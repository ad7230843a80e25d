use crate::error::{Error, Result};
use chrono::Utc;
use serde::{Deserialize, Serialize};
use std::collections::BTreeMap;
use std::fmt;

/// GitHub rate-limit bucket.
///
/// Each credential holds an independent quota per scope. `None` is used for
/// calls that consume no quota at all, such as rate-limit inspection.
#[derive(Debug, Clone, Copy, PartialEq, Eq, PartialOrd, Ord, Hash, Serialize, Deserialize)]
#[serde(rename_all = "lowercase")]
pub enum Scope {
    Core,
    Search,
    None,
}

impl Scope {
    pub fn as_str(&self) -> &'static str {
        match self {
            Scope::Core => "core",
            Scope::Search => "search",
            Scope::None => "none",
        }
    }
}

impl fmt::Display for Scope {
    fn fmt(&self, f: &mut fmt::Formatter<'_>) -> fmt::Result {
        f.write_str(self.as_str())
    }
}

/// Result of asking a credential whether a scope is usable right now.
#[derive(Debug, Clone, Copy, PartialEq, Eq)]
pub enum Access {
    /// No reset recorded for the scope, or the recorded reset has passed.
    Allowed,
    /// Quota exhausted; usable again after this many seconds.
    WaitSeconds(u64),
}

/// The identity-bearing part of a credential.
#[derive(Debug, Clone, PartialEq, Eq, Serialize, Deserialize)]
#[serde(tag = "type", rename_all = "snake_case")]
pub enum CredentialKind {
    /// No-auth sentinel, used as a last-resort fallback.
    Null,
    /// Personal access token.
    Pat { token: String },
    /// OAuth application client id + secret.
    ClientSecret {
        client_id: String,
        client_secret: String,
    },
}

/// A GitHub credential plus its per-scope reset deadlines.
///
/// The kind is immutable once constructed; only the reset map changes over
/// the credential's lifetime. Identities are derived from the secret material
/// via md5 so they are stable across runs without leaking the secrets.
#[derive(Debug, Clone, PartialEq, Eq, Serialize, Deserialize)]
pub struct Credential {
    #[serde(flatten)]
    kind: CredentialKind,
    #[serde(default, skip_serializing_if = "BTreeMap::is_empty")]
    resets: BTreeMap<Scope, i64>,
}

impl Credential {
    /// The anonymous credential.
    pub fn anonymous() -> Self {
        Self {
            kind: CredentialKind::Null,
            resets: BTreeMap::new(),
        }
    }

    /// A personal-access-token credential.
    pub fn personal(token: impl Into<String>) -> Result<Self> {
        let token = token.into();
        if token.is_empty() {
            return Err(Error::CredentialConstructionFailed(
                "personal access token must not be empty".to_string(),
            ));
        }
        Ok(Self {
            kind: CredentialKind::Pat { token },
            resets: BTreeMap::new(),
        })
    }

    /// An OAuth client-id + client-secret credential.
    pub fn client_secret(
        client_id: impl Into<String>,
        client_secret: impl Into<String>,
    ) -> Result<Self> {
        let client_id = client_id.into();
        let client_secret = client_secret.into();
        if client_id.is_empty() || client_secret.is_empty() {
            return Err(Error::CredentialConstructionFailed(
                "client id and client secret must not be empty".to_string(),
            ));
        }
        Ok(Self {
            kind: CredentialKind::ClientSecret {
                client_id,
                client_secret,
            },
            resets: BTreeMap::new(),
        })
    }

    pub fn kind(&self) -> &CredentialKind {
        &self.kind
    }

    pub fn is_anonymous(&self) -> bool {
        matches!(self.kind, CredentialKind::Null)
    }

    /// Stable, collision-resistant identity. Secrets only appear hashed.
    pub fn identity(&self) -> String {
        match &self.kind {
            CredentialKind::Null => "null".to_string(),
            CredentialKind::Pat { token } => {
                format!("pat#{:x}", md5::compute(token.as_bytes()))
            }
            CredentialKind::ClientSecret {
                client_id,
                client_secret,
            } => {
                let joined = format!("{client_id}{client_secret}");
                format!("cst#{:x}", md5::compute(joined.as_bytes()))
            }
        }
    }

    /// First 8 characters of the full identity, for logs and listings.
    pub fn short_identity(&self) -> String {
        self.identity().chars().take(8).collect()
    }

    /// Whether the scope is usable at epoch-second `now`.
    pub fn can_access_at(&self, scope: Scope, now: i64) -> Access {
        match self.resets.get(&scope) {
            Some(&reset) if reset > now => Access::WaitSeconds((reset - now) as u64),
            _ => Access::Allowed,
        }
    }

    /// Whether the scope is usable right now.
    pub fn can_access(&self, scope: Scope) -> Access {
        self.can_access_at(scope, Utc::now().timestamp())
    }

    /// Record the epoch-second at which the scope's quota returns to full.
    /// Overwrites any previous reset unconditionally.
    pub fn set_reset(&mut self, scope: Scope, epoch: i64) {
        self.resets.insert(scope, epoch);
    }

    pub fn reset_for(&self, scope: Scope) -> Option<i64> {
        self.resets.get(&scope).copied()
    }
}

•••••

ACTION ITEM
From the line holding "pub fn is_anonymous(&self)" down to the last line of the records above, restate each line exactly as written.

EXPECTED ANSWER
    pub fn is_anonymous(&self) -> bool {
        matches!(self.kind, CredentialKind::Null)
    }

    /// Stable, collision-resistant identity. Secrets only appear hashed.
    pub fn identity(&self) -> String {
        match &self.kind {
            CredentialKind::Null => "null".to_string(),
            CredentialKind::Pat { token } => {
                format!("pat#{:x}", md5::compute(token.as_bytes()))
            }
            CredentialKind::ClientSecret {
                client_id,
                client_secret,
            } => {
                let joined = format!("{client_id}{client_secret}");
                format!("cst#{:x}", md5::compute(joined.as_bytes()))
            }
        }
    }

    /// First 8 characters of the full identity, for logs and listings.
    pub fn short_identity(&self) -> String {
        self.identity().chars().take(8).collect()
    }

    /// Whether the scope is usable at epoch-second `now`.
    pub fn can_access_at(&self, scope: Scope, now: i64) -> Access {
        match self.resets.get(&scope) {
            Some(&reset) if reset > now => Access::WaitSeconds((reset - now) as u64),
            _ => Access::Allowed,
        }
    }

    /// Whether the scope is usable right now.
    pub fn can_access(&self, scope: Scope) -> Access {
        self.can_access_at(scope, Utc::now().timestamp())
    }

    /// Record the epoch-second at which the scope's quota returns to full.
    /// Overwrites any previous reset unconditionally.
    pub fn set_reset(&mut self, scope: Scope, epoch: i64) {
        self.resets.insert(scope, epoch);
    }

    pub fn reset_for(&self, scope: Scope) -> Option<i64> {
        self.resets.get(&scope).copied()
    }
}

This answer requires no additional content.